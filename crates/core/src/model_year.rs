//! Model-year codes (VIN position 10).
//!
//! The code table assigns one character per year and wraps every 30 years:
//! `A` is 1980, 2010 and 2040; `1` is 2001 and 2031. A VIN alone cannot tell
//! which cycle it belongs to. [`resolve`] picks the most recent candidate
//! year that does not lie after the reference year, which is correct for
//! any vehicle built within the last 30 years and wrong for anything older.

/// Length of one full cycle of the code table.
pub const CYCLE_YEARS: i32 = 30;

/// Year codes in order, starting at [`FIRST_CYCLE_START`].
const CODES: [char; 30] = [
    'A', 'B', 'C', 'D', 'E', 'F', 'G', 'H', 'J', 'K', 'L', 'M', 'N', 'P', 'R', 'S', 'T', 'V',
    'W', 'X', 'Y', '1', '2', '3', '4', '5', '6', '7', '8', '9',
];

/// Year represented by `CODES[0]` in the earliest cycle.
pub const FIRST_CYCLE_START: i32 = 1980;

/// Earliest year a code can denote, or `None` for characters that are not
/// year codes (`0`, `U`, `Z`, and anything outside the VIN alphabet).
pub fn base_year(code: char) -> Option<i32> {
    CODES
        .iter()
        .position(|c| *c == code)
        .map(|offset| FIRST_CYCLE_START + offset as i32)
}

/// Resolve a year code against `reference_year` (normally the current year).
///
/// Returns the latest year `base + 30k` (k >= 0) that is `<= reference_year`.
/// When even the base year lies in the future the base year is returned,
/// since no earlier cycle exists.
pub fn resolve(code: char, reference_year: i32) -> Option<i32> {
    let base = base_year(code)?;
    if reference_year <= base {
        return Some(base);
    }
    let cycles = (reference_year - base) / CYCLE_YEARS;
    Some(base + cycles * CYCLE_YEARS)
}
//! Entry and name validation beyond the structural rule in `entry`.
//!
//! - `domain`: Ultima Online denoising of modifier entries
//! - `name`: whether a line can serve as an item name

pub mod domain;
pub mod name;

pub use domain::{DomainFilter, DomainRejection, FilterStats, DEFAULT_DOMAIN_FILTER};
pub use name::{clean_item_name, NameRules, ValidationOutcome, ValidationReason};

use regex::Regex;

/// Compiles a configured pattern, logging and returning `None` on failure.
pub(crate) fn compile_pattern(pattern: &str, label: &str) -> Option<Regex> {
    match Regex::new(pattern) {
        Ok(regex) => Some(regex),
        Err(e) => {
            tracing::warn!("Ignoring invalid {} pattern \"{}\": {}", label, pattern, e);
            None
        }
    }
}

/// Compiles every pattern that can be compiled, in order.
pub(crate) fn compile_patterns(patterns: &[String], label: &str) -> Vec<Regex> {
    patterns
        .iter()
        .filter_map(|p| compile_pattern(p, label))
        .collect()
}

◇ ◇ ◇ ◇ ◇ ◇ ◇

*ASSIGNMENT*:
Return every line of the material in which the word "domain" is found.

*WRITTEN RESPONSE*:
//! - `domain`: Ultima Online denoising of modifier entries
pub mod domain;
pub use domain::{DomainFilter, DomainRejection, FilterStats, DEFAULT_DOMAIN_FILTER};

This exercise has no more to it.